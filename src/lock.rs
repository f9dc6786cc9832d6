use std::fs::{self, File, OpenOptions};
use std::path::{Path, PathBuf};

use crate::error::{DeployError, DeployResult, ResultExt};

/// Exclusive advisory lock over an installation, held for the
/// lifetime of the value. Dropping it releases the lock.
#[derive(Debug)]
pub struct InstallLock {
    file: File,
    path: PathBuf,
}

impl InstallLock {
    /// Take the lock without blocking. Fails with
    /// [`DeployError::LockHeld`] when another process holds it.
    pub fn acquire(path: &Path) -> DeployResult<Self> {
        if let Some(parent) = path.parent() {
            fs::create_dir_all(parent).with_context(|| format!("creating {}", parent.display()))?;
        }

        let file = OpenOptions::new()
            .create(true)
            .truncate(false)
            .write(true)
            .open(path)
            .with_context(|| format!("opening lock file {}", path.display()))?;

        try_lock(&file).map_err(|e| {
            if e.kind() == std::io::ErrorKind::WouldBlock {
                DeployError::LockHeld(path.to_path_buf())
            } else {
                DeployError::Io(e).context(format!("locking {}", path.display()))
            }
        })?;

        log::debug!("acquired install lock {}", path.display());
        Ok(Self {
            file,
            path: path.to_path_buf(),
        })
    }

    #[must_use]
    pub fn path(&self) -> &Path {
        &self.path
    }
}

impl Drop for InstallLock {
    fn drop(&mut self) {
        unlock(&self.file);
        log::debug!("released install lock {}", self.path.display());
    }
}

#[cfg(unix)]
#[allow(unsafe_code)]
fn try_lock(file: &File) -> std::io::Result<()> {
    use std::os::fd::AsRawFd;

    // SAFETY: the descriptor is owned by `file` and open for the
    // duration of the call.
    let rc = unsafe { libc::flock(file.as_raw_fd(), libc::LOCK_EX | libc::LOCK_NB) };
    if rc == 0 {
        Ok(())
    } else {
        Err(std::io::Error::last_os_error())
    }
}

#[cfg(unix)]
#[allow(unsafe_code)]
fn unlock(file: &File) {
    use std::os::fd::AsRawFd;

    // SAFETY: as above; closing the descriptor would also release it.
    unsafe {
        libc::flock(file.as_raw_fd(), libc::LOCK_UN);
    }
}

// No advisory locking primitive without libc; runs are unguarded.
#[cfg(not(unix))]
fn try_lock(_file: &File) -> std::io::Result<()> {
    Ok(())
}

#[cfg(not(unix))]
fn unlock(_file: &File) {}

Exercise description
Repeat exactly, and only, the lines from the one containing "unlock(&self.file);" through the last line above.

Task answer
        unlock(&self.file);
        log::debug!("released install lock {}", self.path.display());
    }
}

#[cfg(unix)]
#[allow(unsafe_code)]
fn try_lock(file: &File) -> std::io::Result<()> {
    use std::os::fd::AsRawFd;

    // SAFETY: the descriptor is owned by `file` and open for the
    // duration of the call.
    let rc = unsafe { libc::flock(file.as_raw_fd(), libc::LOCK_EX | libc::LOCK_NB) };
    if rc == 0 {
        Ok(())
    } else {
        Err(std::io::Error::last_os_error())
    }
}

#[cfg(unix)]
#[allow(unsafe_code)]
fn unlock(file: &File) {
    use std::os::fd::AsRawFd;

    // SAFETY: as above; closing the descriptor would also release it.
    unsafe {
        libc::flock(file.as_raw_fd(), libc::LOCK_UN);
    }
}

// No advisory locking primitive without libc; runs are unguarded.
#[cfg(not(unix))]
fn try_lock(_file: &File) -> std::io::Result<()> {
    Ok(())
}

#[cfg(not(unix))]
fn unlock(_file: &File) {}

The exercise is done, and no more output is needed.